Could you print exactly the lines of the listing below, starting at the line that has "LEFT_SHIFT, keycode: Keyboard::K" and ending at the line that has "pub const DEBOUNCE: DebounceConfig<Duration>", and only those lines?

= = =

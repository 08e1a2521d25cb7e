//! Static configuration: the channel table, timing, and USB identity.

use hidpad::channel::ChannelSpec;
use hidpad::debounce::{DebounceConfig, LateEdgePolicy};
use hidpad::report::modifier::{LEFT_ALT, LEFT_CTRL, LEFT_SHIFT};
use hidpad::Keyboard;
use rp2040_monotonic::Rp2040Monotonic;

pub type Instant = <Rp2040Monotonic as rtic::Monotonic>::Instant;
pub type Duration = <Rp2040Monotonic as rtic::Monotonic>::Duration;

pub const NUM_CHANNELS: usize = 6;

/// One entry per button, in GPIO order; the table index is the channel id.
pub const CHANNELS: [ChannelSpec; NUM_CHANNELS] = [
    ChannelSpec { modifiers: LEFT_CTRL | LEFT_SHIFT, keycode: Keyboard::J },
    ChannelSpec { modifiers: LEFT_CTRL | LEFT_SHIFT, keycode: Keyboard::K },
    ChannelSpec { modifiers: LEFT_SHIFT | LEFT_ALT, keycode: Keyboard::ReturnEnter },
    ChannelSpec { modifiers: LEFT_SHIFT | LEFT_ALT, keycode: Keyboard::C },
    ChannelSpec { modifiers: LEFT_ALT, keycode: Keyboard::P },
    ChannelSpec { modifiers: LEFT_ALT, keycode: Keyboard::B },
];

pub const DEBOUNCE: DebounceConfig<Duration> = DebounceConfig {
    debounce_window: Duration::millis(25),
    hold_interval: Duration::millis(100),
    late_edges: LateEdgePolicy::Ignore,
};

/// Worker cadence; also paces the HID idle tick.
pub const TICK_PERIOD: Duration = Duration::millis(1);

// https://pid.codes
pub const USB_VID: u16 = 0x1209;
pub const USB_PID: u16 = 0x0001;
pub const USB_MANUFACTURER: &str = "hidpad";
pub const USB_PRODUCT: &str = "HID Button Pad";
//! Serializes every channel's timer transitions and sends onto one
//! worker context.
//!
//! All methods here must be called from a single execution context; that
//! is what keeps at most one report pair open at a time without a lock.
//! The interrupt side only ever touches an [`crate::edge::EdgeSet`].

use core::ops::Add;

use heapless::Vec;

use crate::channel::{ChannelId, Registry};
use crate::debounce::{DebounceConfig, DebounceState, ReportKind};
use crate::report;
use crate::transport::{LinkStatus, Transport, TransportError};

/// Whether to keep handing reports to the transport while the link is
/// down. `SendAlways` leaves the decision to the transport itself.
#[derive(Debug, Clone, Copy, PartialEq, Eq)]
pub enum LinkPolicy {
    SuppressOffline,
    SendAlways,
}

/// Observer for events the core cannot handle locally: dropped reports
/// and link transitions.
pub trait EventSink {
    fn report_dropped(&mut self, id: ChannelId, kind: ReportKind, error: TransportError);
    fn link_changed(&mut self, link: LinkStatus);
}

/// No-op sink for wiring that does not observe.
impl EventSink for () {
    fn report_dropped(&mut self, _id: ChannelId, _kind: ReportKind, _error: TransportError) {}
    fn link_changed(&mut self, _link: LinkStatus) {}
}

pub struct Dispatcher<I, D, const N: usize> {
    registry: Registry<N>,
    states: Vec<DebounceState<I>, N>,
    config: DebounceConfig<D>,
    link_policy: LinkPolicy,
    link: LinkStatus,
}

impl<I, D, const N: usize> Dispatcher<I, D, N>
where
    I: Copy + PartialOrd + Add<D, Output = I>,
    D: Copy,
{
    pub fn new(registry: Registry<N>, config: DebounceConfig<D>, link_policy: LinkPolicy) -> Self {
        let mut states = Vec::new();
        for _ in 0..registry.len() {
            states.push(DebounceState::new()).ok();
        }
        Self {
            registry,
            states,
            config,
            link_policy,
            link: LinkStatus::Disconnected,
        }
    }

    pub fn registry(&self) -> &Registry<N> {
        &self.registry
    }

    pub fn link(&self) -> LinkStatus {
        self.link
    }

    /// Record an edge drained from the interrupt latch. Returns false
    /// for ids outside the registry.
    pub fn notify_edge(&mut self, id: ChannelId, now: I) -> bool {
        match self.states.get_mut(id as usize) {
            Some(state) => {
                state.edge(now, &self.config);
                true
            }
            None => false,
        }
    }

    /// Earliest armed deadline across all channels, for wakeup
    /// scheduling.
    pub fn next_deadline(&self) -> Option<I> {
        self.states
            .iter()
            .filter_map(DebounceState::deadline)
            .reduce(|a, b| if b < a { b } else { a })
    }

    /// New link state from the sink's driver; notifies the sink's
    /// observer once per change.
    pub fn link_changed<E: EventSink>(&mut self, link: LinkStatus, events: &mut E) {
        if self.link != link {
            self.link = link;
            events.link_changed(link);
        }
    }

    /// Fire every due transition and perform the resulting sends. A new
    /// pair is only opened while no other channel has one in flight, so
    /// press/release pairs never interleave. Channels deferred by an
    /// open pair keep their expired deadline and fire on a later call;
    /// the wait is bounded by one pair per channel ahead of them.
    pub fn run<T, E>(&mut self, now: I, transport: &mut T, events: &mut E)
    where
        T: Transport,
        E: EventSink,
    {
        let mut open = self.states.iter().position(DebounceState::in_flight);

        for index in 0..self.states.len() {
            match open {
                Some(i) if i != index => continue,
                _ => {}
            }

            let kind = match self.states[index].fire(now, &self.config) {
                Some(kind) => kind,
                None => continue,
            };

            let channel = self.registry.channels()[index];
            let pressed = kind == ReportKind::Press;
            let outcome = if self.link_policy == LinkPolicy::SuppressOffline
                && self.link != LinkStatus::Connected
            {
                Err(TransportError::Unavailable)
            } else {
                transport.send(&report::encode(&channel, pressed))
            };

            match outcome {
                Ok(()) => {
                    if kind == ReportKind::Release {
                        self.states[index].release_done(now, &self.config);
                    }
                }
                Err(error) => {
                    match kind {
                        ReportKind::Press => self.states[index].press_dropped(),
                        ReportKind::Release => self.states[index].release_done(now, &self.config),
                    }
                    events.report_dropped(channel.id(), kind, error);
                }
            }

            open = if self.states[index].in_flight() {
                Some(index)
            } else {
                None
            };
        }
    }
}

= = =

■ YOUR RESPONSE ■
    ChannelSpec { modifiers: LEFT_CTRL | LEFT_SHIFT, keycode: Keyboard::K },
    ChannelSpec { modifiers: LEFT_SHIFT | LEFT_ALT, keycode: Keyboard::ReturnEnter },
    ChannelSpec { modifiers: LEFT_SHIFT | LEFT_ALT, keycode: Keyboard::C },
    ChannelSpec { modifiers: LEFT_ALT, keycode: Keyboard::P },
    ChannelSpec { modifiers: LEFT_ALT, keycode: Keyboard::B },
];

pub const DEBOUNCE: DebounceConfig<Duration> = DebounceConfig {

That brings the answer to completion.